De tudo o que viemos dizendo e refletindo podemos concluir que no processo de maturidade da fé todos encontram acolhida no coração de Deus: os que apenas viram e creram; os que para crer precisam ver e tocar e os que creram sem ver. «Pois Deus amou tanto o mundo, que entregou o seu Filho único, para que todo o que nele crê não pereça, mas tenha vida eterna» (Jo 3.16).

[1] Cfr. U. Vanni, Il tesoro di Giovanni, 220. [2] Idem. [3] Cfr. J. Oniszczuk, Incontri con il Risorto in Giovanni, 102. [4] J. López, Jesús resucitado y el profeta de Patmos. Análisis retórico de un encuentro (Ap 1,9-20), 163-182. [5] Idem.

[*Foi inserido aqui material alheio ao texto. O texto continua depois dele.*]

//! Error types for adgen-narration
//!
//! Every call into an external capability (speech synthesis, transcription,
//! acoustic feature extraction) returns `CapabilityResult<T>`. The validator
//! and retry controller fold these errors into verdict/outcome fields; none
//! of them escape `validate()` or `produce_validated_narration()`.

use std::path::PathBuf;
use std::time::Duration;
use thiserror::Error;

/// Capability error
#[derive(Debug, Error)]
pub enum CapabilityError {
    /// Capability failed to initialize (missing model, missing API key)
    #[error("Capability not available: {0}")]
    Unavailable(String),

    /// Referenced audio file does not exist
    #[error("file not found")]
    ArtifactMissing(PathBuf),

    /// Call exceeded its configured timeout
    #[error("Timed out after {:.1}s", .0.as_secs_f32())]
    Timeout(Duration),

    /// Network communication error
    #[error("Network error: {0}")]
    Network(String),

    /// Provider returned a non-success status
    #[error("API error ({status}): {message}")]
    Api { status: u16, message: String },

    /// Audio decoding failed
    #[error("Audio decoding error: {0}")]
    Decode(String),

    /// Failed to parse provider response
    #[error("Parse error: {0}")]
    Parse(String),

    /// I/O error (file read/write)
    #[error("IO error: {0}")]
    Io(#[from] std::io::Error),

    /// Internal processing error
    #[error("Internal error: {0}")]
    Internal(String),
}

impl CapabilityError {
    /// Whether a fresh attempt could plausibly succeed
    pub fn is_retryable(&self) -> bool {
        !matches!(self, CapabilityError::Unavailable(_))
    }
}

impl From<reqwest::Error> for CapabilityError {
    fn from(err: reqwest::Error) -> Self {
        if err.is_timeout() {
            CapabilityError::Network(format!("request timed out: {}", err))
        } else if err.is_decode() {
            CapabilityError::Parse(err.to_string())
        } else {
            CapabilityError::Network(err.to_string())
        }
    }
}

/// Result type for capability calls
pub type CapabilityResult<T> = Result<T, CapabilityError>;
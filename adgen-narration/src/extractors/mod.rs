//! Feature extractors
//!
//! Implementations of the `FeatureExtractor` and `Transcriber` seams that
//! run locally rather than against a remote provider.

pub mod signal_features;
pub mod unavailable;

pub use signal_features::{FrameAnalyzer, SignalFeatureExtractor};
pub use unavailable::{UnavailableFeatureExtractor, UnavailableTranscriber};
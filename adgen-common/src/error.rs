//! Common error types for adgen

use thiserror::Error;

/// Common result type for adgen operations
pub type Result<T> = std::result::Result<T, Error>;

/// Common error types across adgen crates
#[derive(Error, Debug)]
pub enum Error {
    /// I/O operation error (wraps std::io::Error)
    #[error("IO error: {0}")]
    Io(#[from] std::io::Error),

    /// Configuration loading or validation error
    #[error("Configuration error: {0}")]
    Config(String),

    /// Requested resource not found
    #[error("Not found: {0}")]
    NotFound(String),

    /// Invalid user input or request parameter
    #[error("Invalid input: {0}")]
    InvalidInput(String),

    /// Internal error
    #[error("Internal error: {0}")]
    Internal(String),
}
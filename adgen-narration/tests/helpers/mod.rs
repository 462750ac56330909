//! Test Helper Utilities
//!
//! Shared utilities for testing adgen-narration

#![allow(dead_code)]

pub mod audio_generator;
pub mod fakes;

pub use audio_generator::{generate_tone_wav, ToneConfig};
pub use fakes::{
    FixedFeatureExtractor, FixedTranscriber, ScriptedSynthesizer, ScriptedValidator, SynthStep,
};
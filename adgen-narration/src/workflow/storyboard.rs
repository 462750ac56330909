//! Storyboard batch validation
//!
//! Runs the retry controller once per scene narration with bounded
//! concurrency. Each unit writes into its own `scene_{NN}` directory under
//! the output root, so concurrent units never touch each other's files.
//! Outcomes come back in storyboard order.

use crate::types::{NarrationUnit, RetryOutcome, VoiceParams};
use crate::workflow::{RetryController, RetryPolicy};
use chrono::{DateTime, Utc};
use futures::stream::{self, StreamExt};
use serde::{Deserialize, Serialize};
use std::path::{Path, PathBuf};
use std::sync::Arc;
use tokio_util::sync::CancellationToken;
use tracing::{info, warn};
use uuid::Uuid;

/// Storyboard document: `{"scenes": [{"name": "...", "narration": "..."}]}`
#[derive(Debug, Clone, Default, PartialEq, Serialize, Deserialize)]
pub struct Storyboard {
    #[serde(default)]
    pub scenes: Vec<SceneScript>,
}

#[derive(Debug, Clone, Default, PartialEq, Serialize, Deserialize)]
pub struct SceneScript {
    #[serde(default)]
    pub name: Option<String>,
    #[serde(default)]
    pub narration: String,
}

impl Storyboard {
    pub fn from_json(json: &str) -> serde_json::Result<Self> {
        serde_json::from_str(json)
    }

    /// Narration units in storyboard order, plus the count of scenes skipped
    /// for having no narration
    ///
    /// Scene numbers are 1-based storyboard positions, so skipped scenes
    /// leave gaps. Unnamed scenes become `Scene {N}`. A scene is skipped when
    /// its narration is blank after trimming; kept narration is synthesized
    /// and compared exactly as written.
    pub fn narration_units(&self) -> (Vec<NarrationUnit>, usize) {
        let mut units = Vec::new();
        let mut skipped = 0;

        for (index, scene) in self.scenes.iter().enumerate() {
            let scene_number = index + 1;
            let name = scene
                .name
                .as_deref()
                .map(str::trim)
                .filter(|n| !n.is_empty())
                .map(str::to_string)
                .unwrap_or_else(|| format!("Scene {}", scene_number));

            if scene.narration.trim().is_empty() {
                warn!(scene = scene_number, scene_name = %name, "Scene has no narration, skipping");
                skipped += 1;
                continue;
            }

            units.push(NarrationUnit::new(scene_number, name, scene.narration.clone()));
        }

        (units, skipped)
    }
}

/// Batch tallies
#[derive(Debug, Clone, Default, PartialEq, Serialize, Deserialize)]
#[serde(rename_all = "camelCase")]
pub struct StoryboardSummary {
    pub total_units: usize,
    /// Units that ended with playable audio
    pub successful_units: usize,
    pub failed_units: usize,
    /// Units carrying a verdict from an available validator
    pub validated_units: usize,
    pub passed_units: usize,
    /// Mean overall score over validated units; absent when none
    #[serde(skip_serializing_if = "Option::is_none")]
    pub mean_overall_score: Option<f32>,
    pub skipped_units: usize,
}

impl StoryboardSummary {
    pub fn from_outcomes(outcomes: &[RetryOutcome], skipped_units: usize) -> Self {
        let total_units = outcomes.len();
        let successful_units = outcomes.iter().filter(|o| o.has_audio()).count();

        let validated_scores: Vec<f32> = outcomes
            .iter()
            .filter(|o| o.is_validated())
            .filter_map(|o| o.verdict.as_ref().map(|v| v.overall_score))
            .collect();

        let mean_overall_score = if validated_scores.is_empty() {
            None
        } else {
            let mean = validated_scores.iter().sum::<f32>() / validated_scores.len() as f32;
            Some((mean * 1000.0).round() / 1000.0)
        };

        Self {
            total_units,
            successful_units,
            failed_units: total_units - successful_units,
            validated_units: validated_scores.len(),
            passed_units: outcomes.iter().filter(|o| o.passed()).count(),
            mean_overall_score,
            skipped_units,
        }
    }
}

/// Batch result
#[derive(Debug, Clone, PartialEq, Serialize, Deserialize)]
#[serde(rename_all = "camelCase")]
pub struct StoryboardReport {
    pub run_id: Uuid,
    pub started_at: DateTime<Utc>,
    pub finished_at: DateTime<Utc>,
    pub output_root: PathBuf,
    /// True when the batch was cancelled before every unit finished
    pub cancelled: bool,
    pub outcomes: Vec<RetryOutcome>,
    pub summary: StoryboardSummary,
}

/// Private output directory for one unit
pub fn unit_output_dir(output_root: &Path, unit: &NarrationUnit) -> PathBuf {
    output_root.join(format!("scene_{:02}", unit.scene_number))
}

/// Storyboard runner
pub struct StoryboardRunner {
    controller: Arc<RetryController>,
    max_concurrent_units: usize,
}

impl StoryboardRunner {
    pub fn new(controller: Arc<RetryController>, max_concurrent_units: usize) -> Self {
        Self {
            controller,
            max_concurrent_units: max_concurrent_units.max(1),
        }
    }

    /// Validate every narration in a storyboard document
    pub async fn run(
        &self,
        storyboard: &Storyboard,
        params: &VoiceParams,
        policy: &RetryPolicy,
        output_root: &Path,
        cancel: &CancellationToken,
    ) -> StoryboardReport {
        let (units, skipped) = storyboard.narration_units();
        self.validate_storyboard(units, skipped, params, policy, output_root, cancel)
            .await
    }

    /// Run the retry controller for each unit, up to `max_concurrent_units`
    /// at a time, preserving input order in the report
    pub async fn validate_storyboard(
        &self,
        units: Vec<NarrationUnit>,
        skipped_units: usize,
        params: &VoiceParams,
        policy: &RetryPolicy,
        output_root: &Path,
        cancel: &CancellationToken,
    ) -> StoryboardReport {
        let run_id = Uuid::new_v4();
        let started_at = Utc::now();

        info!(
            run_id = %run_id,
            units = units.len(),
            skipped = skipped_units,
            concurrency = self.max_concurrent_units,
            output_root = %output_root.display(),
            "Storyboard validation started"
        );

        let outcomes: Vec<RetryOutcome> = stream::iter(units.iter())
            .map(|unit| {
                let output_dir = unit_output_dir(output_root, unit);
                async move {
                    self.controller
                        .produce_validated_narration(unit, params, policy, &output_dir, cancel)
                        .await
                }
            })
            .buffered(self.max_concurrent_units)
            .collect()
            .await;

        let summary = StoryboardSummary::from_outcomes(&outcomes, skipped_units);
        let cancelled = cancel.is_cancelled() || outcomes.iter().any(|o| o.cancelled);
        let finished_at = Utc::now();

        info!(
            run_id = %run_id,
            total = summary.total_units,
            successful = summary.successful_units,
            failed = summary.failed_units,
            validated = summary.validated_units,
            passed = summary.passed_units,
            mean_score = summary.mean_overall_score,
            cancelled,
            elapsed_ms = (finished_at - started_at).num_milliseconds(),
            "Storyboard validation finished"
        );

        StoryboardReport {
            run_id,
            started_at,
            finished_at,
            output_root: output_root.to_path_buf(),
            cancelled,
            outcomes,
            summary,
        }
    }
}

Ir. Margarida Felix, natural de Boa Viagem (CE), pertence à Congregação Pobres Servas do Preciosíssimo Sangue – Cenáculo da Caridade. Estudou filosofia, teologia e mestrado em Teologia Bíblica na Pontifícia Universidade Gregoriana (Roma, IT). Atualmente é missionária no Paraguay e se dedica à formação das postulantes de sua Congregação e a pastoral vocacional, além de assessorar a pastoral da juventude de sua paroquia. Atua como docente no Instituto de Vida Religiosa e Centro Bíblico San Pablo, no Paraguai.